(Dataset excerpts)
_ _ _

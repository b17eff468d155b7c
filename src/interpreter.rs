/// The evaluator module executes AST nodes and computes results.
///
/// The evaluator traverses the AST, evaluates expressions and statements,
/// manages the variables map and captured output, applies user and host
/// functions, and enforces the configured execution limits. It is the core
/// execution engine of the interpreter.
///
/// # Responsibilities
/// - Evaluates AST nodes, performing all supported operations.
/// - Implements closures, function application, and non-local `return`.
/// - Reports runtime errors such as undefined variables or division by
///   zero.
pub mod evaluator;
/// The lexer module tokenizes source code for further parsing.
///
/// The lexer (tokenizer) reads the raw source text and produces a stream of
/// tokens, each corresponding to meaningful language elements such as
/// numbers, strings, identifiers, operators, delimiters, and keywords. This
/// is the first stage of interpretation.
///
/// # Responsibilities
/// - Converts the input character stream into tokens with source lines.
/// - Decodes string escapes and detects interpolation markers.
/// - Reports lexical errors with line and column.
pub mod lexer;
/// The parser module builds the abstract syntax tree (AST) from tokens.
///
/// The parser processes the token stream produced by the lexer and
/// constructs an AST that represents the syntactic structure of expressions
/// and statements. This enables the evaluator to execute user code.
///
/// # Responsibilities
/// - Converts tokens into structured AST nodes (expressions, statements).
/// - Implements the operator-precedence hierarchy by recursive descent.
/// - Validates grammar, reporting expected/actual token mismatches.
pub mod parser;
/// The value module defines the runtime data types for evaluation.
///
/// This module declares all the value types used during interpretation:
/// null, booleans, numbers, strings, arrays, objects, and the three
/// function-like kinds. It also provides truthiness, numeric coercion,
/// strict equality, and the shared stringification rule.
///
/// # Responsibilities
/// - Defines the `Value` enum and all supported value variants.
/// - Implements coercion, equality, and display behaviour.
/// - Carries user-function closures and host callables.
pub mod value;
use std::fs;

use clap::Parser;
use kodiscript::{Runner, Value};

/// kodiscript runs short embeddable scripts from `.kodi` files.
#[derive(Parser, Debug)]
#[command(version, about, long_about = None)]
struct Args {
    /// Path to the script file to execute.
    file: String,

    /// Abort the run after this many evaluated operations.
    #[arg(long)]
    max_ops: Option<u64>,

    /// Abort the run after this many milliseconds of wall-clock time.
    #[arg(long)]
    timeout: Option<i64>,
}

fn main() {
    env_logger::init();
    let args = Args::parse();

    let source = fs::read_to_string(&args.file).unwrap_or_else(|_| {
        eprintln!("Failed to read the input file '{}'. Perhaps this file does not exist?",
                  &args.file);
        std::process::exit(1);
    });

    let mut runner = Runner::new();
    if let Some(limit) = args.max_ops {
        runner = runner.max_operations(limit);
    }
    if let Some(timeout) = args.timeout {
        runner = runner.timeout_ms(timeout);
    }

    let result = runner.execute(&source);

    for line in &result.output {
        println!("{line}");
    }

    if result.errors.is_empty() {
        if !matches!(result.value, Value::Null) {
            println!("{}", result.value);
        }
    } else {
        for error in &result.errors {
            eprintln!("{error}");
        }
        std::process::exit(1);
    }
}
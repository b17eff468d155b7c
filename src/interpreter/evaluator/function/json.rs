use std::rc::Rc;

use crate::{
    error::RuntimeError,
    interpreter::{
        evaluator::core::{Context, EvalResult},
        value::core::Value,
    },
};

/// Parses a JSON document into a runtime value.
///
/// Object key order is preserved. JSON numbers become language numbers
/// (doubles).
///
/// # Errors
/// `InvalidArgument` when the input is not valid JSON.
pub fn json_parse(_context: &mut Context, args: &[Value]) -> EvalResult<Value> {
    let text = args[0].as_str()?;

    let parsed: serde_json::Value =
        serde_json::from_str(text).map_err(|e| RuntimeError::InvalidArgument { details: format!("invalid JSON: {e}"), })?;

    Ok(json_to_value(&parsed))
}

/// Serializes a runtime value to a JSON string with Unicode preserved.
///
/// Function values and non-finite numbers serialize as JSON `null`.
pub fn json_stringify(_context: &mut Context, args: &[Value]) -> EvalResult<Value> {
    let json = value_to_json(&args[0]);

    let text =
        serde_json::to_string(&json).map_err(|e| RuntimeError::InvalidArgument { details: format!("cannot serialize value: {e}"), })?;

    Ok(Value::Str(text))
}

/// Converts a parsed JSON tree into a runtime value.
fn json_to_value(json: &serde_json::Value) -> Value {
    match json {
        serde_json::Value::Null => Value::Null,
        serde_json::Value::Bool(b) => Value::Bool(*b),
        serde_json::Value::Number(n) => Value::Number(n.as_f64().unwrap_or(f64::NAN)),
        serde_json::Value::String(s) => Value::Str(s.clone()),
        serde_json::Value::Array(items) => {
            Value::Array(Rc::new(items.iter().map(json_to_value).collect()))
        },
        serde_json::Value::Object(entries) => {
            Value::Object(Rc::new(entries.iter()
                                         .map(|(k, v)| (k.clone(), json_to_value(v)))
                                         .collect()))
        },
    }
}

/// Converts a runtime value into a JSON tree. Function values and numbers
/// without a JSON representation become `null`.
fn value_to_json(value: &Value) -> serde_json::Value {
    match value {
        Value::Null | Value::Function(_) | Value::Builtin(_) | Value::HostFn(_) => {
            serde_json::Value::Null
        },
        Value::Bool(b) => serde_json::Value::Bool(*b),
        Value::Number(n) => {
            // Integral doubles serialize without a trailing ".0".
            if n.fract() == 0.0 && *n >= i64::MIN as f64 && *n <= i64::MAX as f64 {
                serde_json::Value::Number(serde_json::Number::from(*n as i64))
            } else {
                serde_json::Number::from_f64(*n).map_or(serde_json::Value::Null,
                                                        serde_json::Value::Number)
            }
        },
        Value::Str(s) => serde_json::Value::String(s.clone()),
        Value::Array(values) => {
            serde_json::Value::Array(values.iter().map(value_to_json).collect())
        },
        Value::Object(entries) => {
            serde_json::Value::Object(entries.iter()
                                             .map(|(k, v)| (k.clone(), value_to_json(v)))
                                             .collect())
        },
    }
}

_ _ _

- [What the exercise asks]:
Having read the records above, reproduce each one exactly.

- [Solution to the exercise]:
repository b17eff468d155b7c
filename src/interpreter.rs
/// The evaluator module executes AST nodes and computes results.
///
/// The evaluator traverses the AST, evaluates expressions and statements,
/// manages the variables map and captured output, applies user and host
/// functions, and enforces the configured execution limits. It is the core
/// execution engine of the interpreter.
///
/// # Responsibilities
/// - Evaluates AST nodes, performing all supported operations.
/// - Implements closures, function application, and non-local `return`.
/// - Reports runtime errors such as undefined variables or division by
///   zero.
pub mod evaluator;
/// The lexer module tokenizes source code for further parsing.
///
/// The lexer (tokenizer) reads the raw source text and produces a stream of
/// tokens, each corresponding to meaningful language elements such as
/// numbers, strings, identifiers, operators, delimiters, and keywords. This
/// is the first stage of interpretation.
///
/// # Responsibilities
/// - Converts the input character stream into tokens with source lines.
/// - Decodes string escapes and detects interpolation markers.
/// - Reports lexical errors with line and column.
pub mod lexer;
/// The parser module builds the abstract syntax tree (AST) from tokens.
///
/// The parser processes the token stream produced by the lexer and
/// constructs an AST that represents the syntactic structure of expressions
/// and statements. This enables the evaluator to execute user code.
///
/// # Responsibilities
/// - Converts tokens into structured AST nodes (expressions, statements).
/// - Implements the operator-precedence hierarchy by recursive descent.
/// - Validates grammar, reporting expected/actual token mismatches.
pub mod parser;
/// The value module defines the runtime data types for evaluation.
///
/// This module declares all the value types used during interpretation:
/// null, booleans, numbers, strings, arrays, objects, and the three
/// function-like kinds. It also provides truthiness, numeric coercion,
/// strict equality, and the shared stringification rule.
///
/// # Responsibilities
/// - Defines the `Value` enum and all supported value variants.
/// - Implements coercion, equality, and display behaviour.
/// - Carries user-function closures and host callables.
pub mod value;
use std::fs;

use clap::Parser;
use kodiscript::{Runner, Value};

/// kodiscript runs short embeddable scripts from `.kodi` files.
#[derive(Parser, Debug)]
#[command(version, about, long_about = None)]
struct Args {
    /// Path to the script file to execute.
    file: String,

    /// Abort the run after this many evaluated operations.
    #[arg(long)]
    max_ops: Option<u64>,

    /// Abort the run after this many milliseconds of wall-clock time.
    #[arg(long)]
    timeout: Option<i64>,
}

fn main() {
    env_logger::init();
    let args = Args::parse();

    let source = fs::read_to_string(&args.file).unwrap_or_else(|_| {
        eprintln!("Failed to read the input file '{}'. Perhaps this file does not exist?",
                  &args.file);
        std::process::exit(1);
    });

    let mut runner = Runner::new();
    if let Some(limit) = args.max_ops {
        runner = runner.max_operations(limit);
    }
    if let Some(timeout) = args.timeout {
        runner = runner.timeout_ms(timeout);
    }

    let result = runner.execute(&source);

    for line in &result.output {
        println!("{line}");
    }

    if result.errors.is_empty() {
        if !matches!(result.value, Value::Null) {
            println!("{}", result.value);
        }
    } else {
        for error in &result.errors {
            eprintln!("{error}");
        }
        std::process::exit(1);
    }
}
repository b17eff468d155b7c
filename src/interpreter/evaluator/function/json.rs
use std::rc::Rc;

use crate::{
    error::RuntimeError,
    interpreter::{
        evaluator::core::{Context, EvalResult},
        value::core::Value,
    },
};

/// Parses a JSON document into a runtime value.
///
/// Object key order is preserved. JSON numbers become language numbers
/// (doubles).
///
/// # Errors
/// `InvalidArgument` when the input is not valid JSON.
pub fn json_parse(_context: &mut Context, args: &[Value]) -> EvalResult<Value> {
    let text = args[0].as_str()?;

    let parsed: serde_json::Value =
        serde_json::from_str(text).map_err(|e| RuntimeError::InvalidArgument { details: format!("invalid JSON: {e}"), })?;

    Ok(json_to_value(&parsed))
}

/// Serializes a runtime value to a JSON string with Unicode preserved.
///
/// Function values and non-finite numbers serialize as JSON `null`.
pub fn json_stringify(_context: &mut Context, args: &[Value]) -> EvalResult<Value> {
    let json = value_to_json(&args[0]);

    let text =
        serde_json::to_string(&json).map_err(|e| RuntimeError::InvalidArgument { details: format!("cannot serialize value: {e}"), })?;

    Ok(Value::Str(text))
}

/// Converts a parsed JSON tree into a runtime value.
fn json_to_value(json: &serde_json::Value) -> Value {
    match json {
        serde_json::Value::Null => Value::Null,
        serde_json::Value::Bool(b) => Value::Bool(*b),
        serde_json::Value::Number(n) => Value::Number(n.as_f64().unwrap_or(f64::NAN)),
        serde_json::Value::String(s) => Value::Str(s.clone()),
        serde_json::Value::Array(items) => {
            Value::Array(Rc::new(items.iter().map(json_to_value).collect()))
        },
        serde_json::Value::Object(entries) => {
            Value::Object(Rc::new(entries.iter()
                                         .map(|(k, v)| (k.clone(), json_to_value(v)))
                                         .collect()))
        },
    }
}

/// Converts a runtime value into a JSON tree. Function values and numbers
/// without a JSON representation become `null`.
fn value_to_json(value: &Value) -> serde_json::Value {
    match value {
        Value::Null | Value::Function(_) | Value::Builtin(_) | Value::HostFn(_) => {
            serde_json::Value::Null
        },
        Value::Bool(b) => serde_json::Value::Bool(*b),
        Value::Number(n) => {
            // Integral doubles serialize without a trailing ".0".
            if n.fract() == 0.0 && *n >= i64::MIN as f64 && *n <= i64::MAX as f64 {
                serde_json::Value::Number(serde_json::Number::from(*n as i64))
            } else {
                serde_json::Number::from_f64(*n).map_or(serde_json::Value::Null,
                                                        serde_json::Value::Number)
            }
        },
        Value::Str(s) => serde_json::Value::String(s.clone()),
        Value::Array(values) => {
            serde_json::Value::Array(values.iter().map(value_to_json).collect())
        },
        Value::Object(entries) => {
            serde_json::Value::Object(entries.iter()
                                             .map(|(k, v)| (k.clone(), value_to_json(v)))
                                             .collect())
        },
    }
}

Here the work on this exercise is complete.